**Required action**
Each line of the data must be set down again without a single difference.

(Records from a dataset)

□ □ □

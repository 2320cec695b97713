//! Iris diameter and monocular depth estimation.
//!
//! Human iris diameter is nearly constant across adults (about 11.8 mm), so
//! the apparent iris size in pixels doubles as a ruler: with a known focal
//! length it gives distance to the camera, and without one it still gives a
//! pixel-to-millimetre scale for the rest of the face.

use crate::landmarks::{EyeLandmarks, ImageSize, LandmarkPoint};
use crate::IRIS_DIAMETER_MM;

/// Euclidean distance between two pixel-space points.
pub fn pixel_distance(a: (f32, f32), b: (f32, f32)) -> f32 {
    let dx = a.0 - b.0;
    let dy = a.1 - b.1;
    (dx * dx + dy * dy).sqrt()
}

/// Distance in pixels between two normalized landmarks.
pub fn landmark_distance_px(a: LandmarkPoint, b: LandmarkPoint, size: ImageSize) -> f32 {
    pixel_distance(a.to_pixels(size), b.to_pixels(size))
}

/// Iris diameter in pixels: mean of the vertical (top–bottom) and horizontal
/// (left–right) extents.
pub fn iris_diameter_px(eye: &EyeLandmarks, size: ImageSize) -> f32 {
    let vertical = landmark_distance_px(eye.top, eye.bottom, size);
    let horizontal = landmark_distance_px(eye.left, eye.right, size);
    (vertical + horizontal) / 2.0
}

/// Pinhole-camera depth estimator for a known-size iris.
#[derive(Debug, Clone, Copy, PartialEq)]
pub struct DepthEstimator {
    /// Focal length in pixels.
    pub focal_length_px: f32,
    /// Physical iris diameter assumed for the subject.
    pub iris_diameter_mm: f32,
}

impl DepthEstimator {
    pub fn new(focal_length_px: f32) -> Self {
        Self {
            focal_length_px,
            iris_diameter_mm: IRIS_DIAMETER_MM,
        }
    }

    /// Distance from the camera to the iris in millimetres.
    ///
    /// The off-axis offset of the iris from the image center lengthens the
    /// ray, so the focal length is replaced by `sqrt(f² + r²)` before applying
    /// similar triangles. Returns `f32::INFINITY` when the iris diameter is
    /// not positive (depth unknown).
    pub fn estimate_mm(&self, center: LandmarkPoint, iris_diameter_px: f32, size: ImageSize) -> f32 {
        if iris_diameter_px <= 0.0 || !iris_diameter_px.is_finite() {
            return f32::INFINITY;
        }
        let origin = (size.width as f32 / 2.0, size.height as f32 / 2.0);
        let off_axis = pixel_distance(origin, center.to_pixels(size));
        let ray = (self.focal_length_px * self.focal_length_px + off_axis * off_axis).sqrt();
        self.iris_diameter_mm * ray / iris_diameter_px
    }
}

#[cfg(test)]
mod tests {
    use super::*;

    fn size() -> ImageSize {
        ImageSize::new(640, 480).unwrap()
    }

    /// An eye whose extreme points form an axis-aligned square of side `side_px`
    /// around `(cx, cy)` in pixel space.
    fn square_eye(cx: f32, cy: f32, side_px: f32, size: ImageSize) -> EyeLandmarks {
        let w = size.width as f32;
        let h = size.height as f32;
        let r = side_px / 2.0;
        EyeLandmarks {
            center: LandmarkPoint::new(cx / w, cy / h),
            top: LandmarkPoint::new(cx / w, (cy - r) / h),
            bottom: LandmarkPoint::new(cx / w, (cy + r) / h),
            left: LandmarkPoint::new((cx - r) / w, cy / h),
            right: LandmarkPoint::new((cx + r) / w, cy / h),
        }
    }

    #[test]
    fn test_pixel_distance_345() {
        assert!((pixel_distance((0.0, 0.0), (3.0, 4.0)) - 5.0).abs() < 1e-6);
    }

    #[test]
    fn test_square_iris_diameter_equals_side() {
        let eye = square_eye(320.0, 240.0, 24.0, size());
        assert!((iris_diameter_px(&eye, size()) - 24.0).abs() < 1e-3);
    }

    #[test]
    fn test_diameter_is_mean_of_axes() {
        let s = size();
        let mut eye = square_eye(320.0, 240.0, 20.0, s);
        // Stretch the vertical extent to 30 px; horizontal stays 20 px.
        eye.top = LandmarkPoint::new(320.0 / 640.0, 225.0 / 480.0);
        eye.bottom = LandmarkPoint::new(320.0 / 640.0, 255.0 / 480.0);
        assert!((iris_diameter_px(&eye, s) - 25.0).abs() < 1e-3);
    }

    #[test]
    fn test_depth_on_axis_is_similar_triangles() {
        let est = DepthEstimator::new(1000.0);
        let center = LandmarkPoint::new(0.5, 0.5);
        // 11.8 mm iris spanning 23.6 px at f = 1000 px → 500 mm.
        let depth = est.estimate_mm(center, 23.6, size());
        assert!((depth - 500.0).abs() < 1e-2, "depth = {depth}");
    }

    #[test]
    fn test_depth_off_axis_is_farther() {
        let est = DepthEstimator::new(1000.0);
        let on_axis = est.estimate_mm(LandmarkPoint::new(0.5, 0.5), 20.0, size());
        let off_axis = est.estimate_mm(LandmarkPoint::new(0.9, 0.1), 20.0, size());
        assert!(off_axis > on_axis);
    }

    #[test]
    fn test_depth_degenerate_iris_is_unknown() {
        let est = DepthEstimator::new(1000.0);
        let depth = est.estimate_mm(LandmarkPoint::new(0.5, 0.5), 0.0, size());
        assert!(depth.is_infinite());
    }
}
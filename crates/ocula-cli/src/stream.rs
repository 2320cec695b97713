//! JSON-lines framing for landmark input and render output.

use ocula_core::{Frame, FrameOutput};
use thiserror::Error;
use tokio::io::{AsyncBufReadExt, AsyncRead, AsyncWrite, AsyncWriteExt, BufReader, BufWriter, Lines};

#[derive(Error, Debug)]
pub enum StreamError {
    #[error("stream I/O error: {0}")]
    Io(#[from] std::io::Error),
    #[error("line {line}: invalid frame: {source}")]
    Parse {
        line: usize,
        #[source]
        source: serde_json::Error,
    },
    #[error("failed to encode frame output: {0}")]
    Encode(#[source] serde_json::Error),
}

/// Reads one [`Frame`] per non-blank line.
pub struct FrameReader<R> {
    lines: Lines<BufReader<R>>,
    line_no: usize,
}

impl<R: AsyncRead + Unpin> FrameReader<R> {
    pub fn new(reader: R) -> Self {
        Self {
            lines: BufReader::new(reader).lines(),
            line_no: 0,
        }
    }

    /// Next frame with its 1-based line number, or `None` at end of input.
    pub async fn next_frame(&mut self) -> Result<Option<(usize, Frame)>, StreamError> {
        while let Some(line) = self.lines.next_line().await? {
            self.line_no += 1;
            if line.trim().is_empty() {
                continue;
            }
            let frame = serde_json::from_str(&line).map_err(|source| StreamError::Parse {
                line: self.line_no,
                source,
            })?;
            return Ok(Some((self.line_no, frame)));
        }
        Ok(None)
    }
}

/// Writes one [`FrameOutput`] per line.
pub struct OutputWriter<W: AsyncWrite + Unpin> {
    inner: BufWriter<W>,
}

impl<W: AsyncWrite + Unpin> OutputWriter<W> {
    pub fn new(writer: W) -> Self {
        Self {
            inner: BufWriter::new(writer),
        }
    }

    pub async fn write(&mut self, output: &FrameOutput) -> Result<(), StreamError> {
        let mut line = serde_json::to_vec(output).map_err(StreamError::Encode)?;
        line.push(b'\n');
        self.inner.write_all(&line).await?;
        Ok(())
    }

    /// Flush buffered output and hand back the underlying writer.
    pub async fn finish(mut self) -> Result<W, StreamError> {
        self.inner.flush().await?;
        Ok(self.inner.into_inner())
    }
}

□ □ □

**Output of the exercise**
repository 2320cec695b97713
//! Iris diameter and monocular depth estimation.
//!
//! Human iris diameter is nearly constant across adults (about 11.8 mm), so
//! the apparent iris size in pixels doubles as a ruler: with a known focal
//! length it gives distance to the camera, and without one it still gives a
//! pixel-to-millimetre scale for the rest of the face.

use crate::landmarks::{EyeLandmarks, ImageSize, LandmarkPoint};
use crate::IRIS_DIAMETER_MM;

/// Euclidean distance between two pixel-space points.
pub fn pixel_distance(a: (f32, f32), b: (f32, f32)) -> f32 {
    let dx = a.0 - b.0;
    let dy = a.1 - b.1;
    (dx * dx + dy * dy).sqrt()
}

/// Distance in pixels between two normalized landmarks.
pub fn landmark_distance_px(a: LandmarkPoint, b: LandmarkPoint, size: ImageSize) -> f32 {
    pixel_distance(a.to_pixels(size), b.to_pixels(size))
}

/// Iris diameter in pixels: mean of the vertical (top–bottom) and horizontal
/// (left–right) extents.
pub fn iris_diameter_px(eye: &EyeLandmarks, size: ImageSize) -> f32 {
    let vertical = landmark_distance_px(eye.top, eye.bottom, size);
    let horizontal = landmark_distance_px(eye.left, eye.right, size);
    (vertical + horizontal) / 2.0
}

/// Pinhole-camera depth estimator for a known-size iris.
#[derive(Debug, Clone, Copy, PartialEq)]
pub struct DepthEstimator {
    /// Focal length in pixels.
    pub focal_length_px: f32,
    /// Physical iris diameter assumed for the subject.
    pub iris_diameter_mm: f32,
}

impl DepthEstimator {
    pub fn new(focal_length_px: f32) -> Self {
        Self {
            focal_length_px,
            iris_diameter_mm: IRIS_DIAMETER_MM,
        }
    }

    /// Distance from the camera to the iris in millimetres.
    ///
    /// The off-axis offset of the iris from the image center lengthens the
    /// ray, so the focal length is replaced by `sqrt(f² + r²)` before applying
    /// similar triangles. Returns `f32::INFINITY` when the iris diameter is
    /// not positive (depth unknown).
    pub fn estimate_mm(&self, center: LandmarkPoint, iris_diameter_px: f32, size: ImageSize) -> f32 {
        if iris_diameter_px <= 0.0 || !iris_diameter_px.is_finite() {
            return f32::INFINITY;
        }
        let origin = (size.width as f32 / 2.0, size.height as f32 / 2.0);
        let off_axis = pixel_distance(origin, center.to_pixels(size));
        let ray = (self.focal_length_px * self.focal_length_px + off_axis * off_axis).sqrt();
        self.iris_diameter_mm * ray / iris_diameter_px
    }
}

#[cfg(test)]
mod tests {
    use super::*;

    fn size() -> ImageSize {
        ImageSize::new(640, 480).unwrap()
    }

    /// An eye whose extreme points form an axis-aligned square of side `side_px`
    /// around `(cx, cy)` in pixel space.
    fn square_eye(cx: f32, cy: f32, side_px: f32, size: ImageSize) -> EyeLandmarks {
        let w = size.width as f32;
        let h = size.height as f32;
        let r = side_px / 2.0;
        EyeLandmarks {
            center: LandmarkPoint::new(cx / w, cy / h),
            top: LandmarkPoint::new(cx / w, (cy - r) / h),
            bottom: LandmarkPoint::new(cx / w, (cy + r) / h),
            left: LandmarkPoint::new((cx - r) / w, cy / h),
            right: LandmarkPoint::new((cx + r) / w, cy / h),
        }
    }

    #[test]
    fn test_pixel_distance_345() {
        assert!((pixel_distance((0.0, 0.0), (3.0, 4.0)) - 5.0).abs() < 1e-6);
    }

    #[test]
    fn test_square_iris_diameter_equals_side() {
        let eye = square_eye(320.0, 240.0, 24.0, size());
        assert!((iris_diameter_px(&eye, size()) - 24.0).abs() < 1e-3);
    }

    #[test]
    fn test_diameter_is_mean_of_axes() {
        let s = size();
        let mut eye = square_eye(320.0, 240.0, 20.0, s);
        // Stretch the vertical extent to 30 px; horizontal stays 20 px.
        eye.top = LandmarkPoint::new(320.0 / 640.0, 225.0 / 480.0);
        eye.bottom = LandmarkPoint::new(320.0 / 640.0, 255.0 / 480.0);
        assert!((iris_diameter_px(&eye, s) - 25.0).abs() < 1e-3);
    }

    #[test]
    fn test_depth_on_axis_is_similar_triangles() {
        let est = DepthEstimator::new(1000.0);
        let center = LandmarkPoint::new(0.5, 0.5);
        // 11.8 mm iris spanning 23.6 px at f = 1000 px → 500 mm.
        let depth = est.estimate_mm(center, 23.6, size());
        assert!((depth - 500.0).abs() < 1e-2, "depth = {depth}");
    }

    #[test]
    fn test_depth_off_axis_is_farther() {
        let est = DepthEstimator::new(1000.0);
        let on_axis = est.estimate_mm(LandmarkPoint::new(0.5, 0.5), 20.0, size());
        let off_axis = est.estimate_mm(LandmarkPoint::new(0.9, 0.1), 20.0, size());
        assert!(off_axis > on_axis);
    }

    #[test]
    fn test_depth_degenerate_iris_is_unknown() {
        let est = DepthEstimator::new(1000.0);
        let depth = est.estimate_mm(LandmarkPoint::new(0.5, 0.5), 0.0, size());
        assert!(depth.is_infinite());
    }
}
filename crates/ocula-cli/src/stream.rs
repository 2320cec695b97713
//! JSON-lines framing for landmark input and render output.

use ocula_core::{Frame, FrameOutput};
use thiserror::Error;
use tokio::io::{AsyncBufReadExt, AsyncRead, AsyncWrite, AsyncWriteExt, BufReader, BufWriter, Lines};

#[derive(Error, Debug)]
pub enum StreamError {
    #[error("stream I/O error: {0}")]
    Io(#[from] std::io::Error),
    #[error("line {line}: invalid frame: {source}")]
    Parse {
        line: usize,
        #[source]
        source: serde_json::Error,
    },
    #[error("failed to encode frame output: {0}")]
    Encode(#[source] serde_json::Error),
}

/// Reads one [`Frame`] per non-blank line.
pub struct FrameReader<R> {
    lines: Lines<BufReader<R>>,
    line_no: usize,
}

impl<R: AsyncRead + Unpin> FrameReader<R> {
    pub fn new(reader: R) -> Self {
        Self {
            lines: BufReader::new(reader).lines(),
            line_no: 0,
        }
    }

    /// Next frame with its 1-based line number, or `None` at end of input.
    pub async fn next_frame(&mut self) -> Result<Option<(usize, Frame)>, StreamError> {
        while let Some(line) = self.lines.next_line().await? {
            self.line_no += 1;
            if line.trim().is_empty() {
                continue;
            }
            let frame = serde_json::from_str(&line).map_err(|source| StreamError::Parse {
                line: self.line_no,
                source,
            })?;
            return Ok(Some((self.line_no, frame)));
        }
        Ok(None)
    }
}

/// Writes one [`FrameOutput`] per line.
pub struct OutputWriter<W: AsyncWrite + Unpin> {
    inner: BufWriter<W>,
}

impl<W: AsyncWrite + Unpin> OutputWriter<W> {
    pub fn new(writer: W) -> Self {
        Self {
            inner: BufWriter::new(writer),
        }
    }

    pub async fn write(&mut self, output: &FrameOutput) -> Result<(), StreamError> {
        let mut line = serde_json::to_vec(output).map_err(StreamError::Encode)?;
        line.push(b'\n');
        self.inner.write_all(&line).await?;
        Ok(())
    }

    /// Flush buffered output and hand back the underlying writer.
    pub async fn finish(mut self) -> Result<W, StreamError> {
        self.inner.flush().await?;
        Ok(self.inner.into_inner())
    }
}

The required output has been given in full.